These results suggest that pleural effusions are suitable specimens for oncogene mutation analysis and enable targeted therapy for patients with advanced NSCLC.

Keywords: Pleural effusion, lung adenocarcinoma, actionable genomic alteration, next generation sequencing

Introduction

Lung cancer is the leading cause of cancer death in China, accounting for 1/4 of all cancer-related mortality in the country (1). The introduction of targeted therapy for EGFR and ALK has dramatically changed the therapeutic strategy for advanced lung adenocarcinoma (2-4). However, the treatment effect of tyrosine kinase inhibitors (TKIs) is largely associated with the mutation status of EGFR and ALK. EGFR-activating mutations are predominantly observed in adenocarcinomas and are more common in tumors from never-smokers, women, and in East Asians (5-7). Thus, molecular profiling of lung adenocarcinoma has become increasingly crucial in predicting the response to EGFR- and ALK TKI-targeted therapy.
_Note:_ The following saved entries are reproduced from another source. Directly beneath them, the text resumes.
impl MerkleTree {
    /// Commits to `steps`, the trace of running `code` over `call_data`.
    pub fn run(steps: Vec<ExecutionStep>, code: &[u8], call_data: &[u8]) -> Result<Self> {
        if steps.is_empty() {
            return Err(ProverError::EmptyTrace);
        }

        let call_data_hash = keccak(call_data);
        let mut states = Vec::with_capacity(steps.len() + 1);
        states.push(ExecutionStep::initial());
        states.extend(steps);

        let hashes = states
            .iter()
            .map(|state| state_hash(state, &call_data_hash))
            .collect::<Vec<_>>();

        let mut nodes = vec![MerkleNode::ZERO];
        let leaves = hashes
            .windows(2)
            .enumerate()
            .map(|(i, pair)| {
                nodes.push(MerkleNode {
                    left: Link {
                        hash: pair[0],
                        child: Child::State(i),
                    },
                    right: Link {
                        hash: pair[1],
                        child: Child::State(i + 1),
                    },
                    hash: keccak_pair(&pair[0], &pair[1]),
                });
                NodeId(nodes.len() - 1)
            })
            .collect::<Vec<_>>();

        let levels = fold_levels(&mut nodes, leaves);
        let (by_hash, by_pair) = index_nodes(&nodes, &levels);

        let tree = Self {
            inner: Arc::new(TreeData {
                nodes,
                levels,
                states,
                code: code.to_vec(),
                call_data: call_data.to_vec(),
                call_data_hash,
                by_hash,
                by_pair,
            }),
        };
        debug!(
            steps = tree.steps().len(),
            depth = tree.depth(),
            root = ?tree.root_hash(),
            "trace committed"
        );
        Ok(tree)
    }

    /// Commits to a recorded run, taking code and calldata from its final
    /// state.
    pub fn from_trace(trace: Trace) -> Result<Self> {
        let Trace { steps, state } = trace;
        Self::run(steps, &state.code, state.call_data.as_bytes())
    }

    pub fn node(&self, id: NodeId) -> &MerkleNode {
        &self.inner.nodes[id.0]
    }

    pub fn root(&self) -> &MerkleNode {
        let top = self.inner.levels.last().and_then(|level| level.first());
        self.node(top.copied().unwrap_or(ZERO_NODE))
    }

    pub fn root_hash(&self) -> H256 {
        self.root().hash
    }

    /// Number of levels, leaves included.
    pub fn depth(&self) -> usize {
        self.inner.levels.len()
    }

    /// Leaf level, including the zero sentinel padding an odd count.
    pub fn leaves(&self) -> impl Iterator<Item = &MerkleNode> + '_ {
        self.level(0)
    }

    pub fn level(&self, index: usize) -> impl Iterator<Item = &MerkleNode> + '_ {
        self.inner
            .levels
            .get(index)
            .into_iter()
            .flatten()
            .map(|id| self.node(*id))
    }

    /// Leaf committing to step `slot`.
    pub fn leaf(&self, slot: usize) -> Result<&MerkleNode> {
        let leaves = self.steps().len();
        if slot >= leaves {
            return Err(ProverError::StepOutOfRange { slot, leaves });
        }
        Ok(self.node(self.inner.levels[0][slot]))
    }

    /// Node of the given hash; upper levels first, and within a level the
    /// rightmost match. The zero sentinel is never returned.
    pub fn get_node(&self, hash: &H256) -> Option<&MerkleNode> {
        self.inner.by_hash.get(hash).map(|id| self.node(*id))
    }

    /// Node whose children hash to `left` and `right`, searched like
    /// [`Self::get_node`].
    pub fn get_pair(&self, left: &H256, right: &H256) -> Option<&MerkleNode> {
        self.inner
            .by_pair
            .get(&(*left, *right))
            .map(|id| self.node(*id))
    }

    /// Machine state `index`; 0 is the initial state.
    pub fn state(&self, index: usize) -> Option<&ExecutionStep> {
        self.inner.states.get(index)
    }

    /// Recorded steps, without the initial state.
    pub fn steps(&self) -> &[ExecutionStep] {
        &self.inner.states[1..]
    }

    pub fn code(&self) -> &[u8] {
        &self.inner.code
    }

    pub fn call_data(&self) -> &[u8] {
        &self.inner.call_data
    }

    pub fn call_data_hash(&self) -> H256 {
        self.inner.call_data_hash
    }

    /// Child node of `link`, if it points at one.
    pub fn child(&self, link: &Link) -> Option<&MerkleNode> {
        match link.child {
            Child::Node(id) => Some(self.node(id)),
            Child::State(_) | Child::Zero => None,
        }
    }

    /// Pairs of child hashes from the root down to the last real leaf,
    /// following the right branch unless it is padding. The final pair
    /// carries the pre-state hash of the last state in place of its state
    /// hash, so the result can be checked against any claimed return data.
    pub fn compute_result_proof(&self) -> Vec<H256> {
        let mut proof = Vec::with_capacity(self.depth() * 2);
        let mut node = self.root();

        loop {
            if let Some((pre, post)) = node.states() {
                if node.right.hash == ZERO_HASH {
                    proof.push(self.pre_state_hash(pre));
                    proof.push(ZERO_HASH);
                } else {
                    proof.push(node.left.hash);
                    proof.push(self.pre_state_hash(post));
                }
                break;
            }

            proof.push(node.left.hash);
            proof.push(node.right.hash);

            let next = if node.right.hash == ZERO_HASH {
                &node.left
            } else {
                &node.right
            };
            match self.child(next) {
                Some(child) => node = child,
                None => break,
            }
        }

        proof
    }

    /// Checks a proof from [`Self::compute_result_proof`] against the hash
    /// of the claimed return data and a root hash.
    pub fn verify_result_proof(proof: &[H256], return_data_hash: &H256, root: &H256) -> bool {
        let len = proof.len();
        if len < 2 || len % 2 != 0 {
            return false;
        }

        let mut pairs = proof.to_vec();
        if pairs[len - 1] == ZERO_HASH {
            pairs[len - 2] = keccak_pair(&pairs[len - 2], return_data_hash);
        } else {
            pairs[len - 1] = keccak_pair(&pairs[len - 1], return_data_hash);
        }

        let mut parent = *root;
        for pair in pairs.chunks_exact(2) {
            let (left, right) = (pair[0], pair[1]);
            if keccak_pair(&left, &right) != parent {
                return false;
            }
            parent = if right == ZERO_HASH { left } else { right };
        }
        true
    }

    /// Sibling hashes from leaf `slot` up to, but excluding, the root.
    pub fn calculate_proof(&self, slot: usize) -> Result<Vec<H256>> {
        let leaves = self.inner.levels[0].len();
        if slot >= leaves {
            return Err(ProverError::StepOutOfRange { slot, leaves });
        }

        let mut slot = slot;
        let proof = self.inner.levels[..self.depth() - 1]
            .iter()
            .map(|level| {
                let sibling = self.node(level[slot ^ 1]).hash;
                slot >>= 1;
                sibling
            })
            .collect();
        Ok(proof)
    }

    /// Folds `leaf_hash` at `slot` with `proof` and compares with the root.
    pub fn verify_proof(&self, leaf_hash: &H256, slot: usize, proof: &[H256]) -> bool {
        let mut slot = slot;
        let hash = proof.iter().fold(*leaf_hash, |hash, sibling| {
            let parent = if slot % 2 == 0 {
                keccak_pair(&hash, sibling)
            } else {
                keccak_pair(sibling, &hash)
            };
            slot >>= 1;
            parent
        });
        hash == self.root_hash()
    }

    fn pre_state_hash(&self, index: usize) -> H256 {
        self.state(index)
            .map(|state| pre_state_hash(state, &self.inner.call_data_hash))
            .unwrap_or(ZERO_HASH)
    }
}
Surgical tumor tissue has been considered the preferred sample type for EGFR and ALK mutation screening. However, only early lung adenocarcinoma patients are suitable for surgical resection, contrasting patients with advanced non-small cell lung cancer (NSCLC) (70%) for which only cytology materials were obtained using non-surgical sampling techniques will be available for analysis severely limiting opportunity to perform mutation screening (8). Pleural effusion may be an alternative material for analysis when tumor tissues are not available or adequate for mutation analysis. Pleural effusion is a common complication of lung cancer, especially adenocarcinoma, and indicates an advanced stage of disease (9,10). Given that sampling of pleural effusion fluid is usually easy, non-invasive, and repeatable, and previous studies have demonstrated the benefits of using body fluids for detecting EGFR/KRAS mutations (11-16). Targeted next-generation sequencing (NGS) allows to rapid detection of a variety of cancer-related genes on a single platform (such as Ion Torrent Proton and MiSeq) (17-19). This novel approach may overcome the limitations in the detection of somatic mutations from small amounts of DNA.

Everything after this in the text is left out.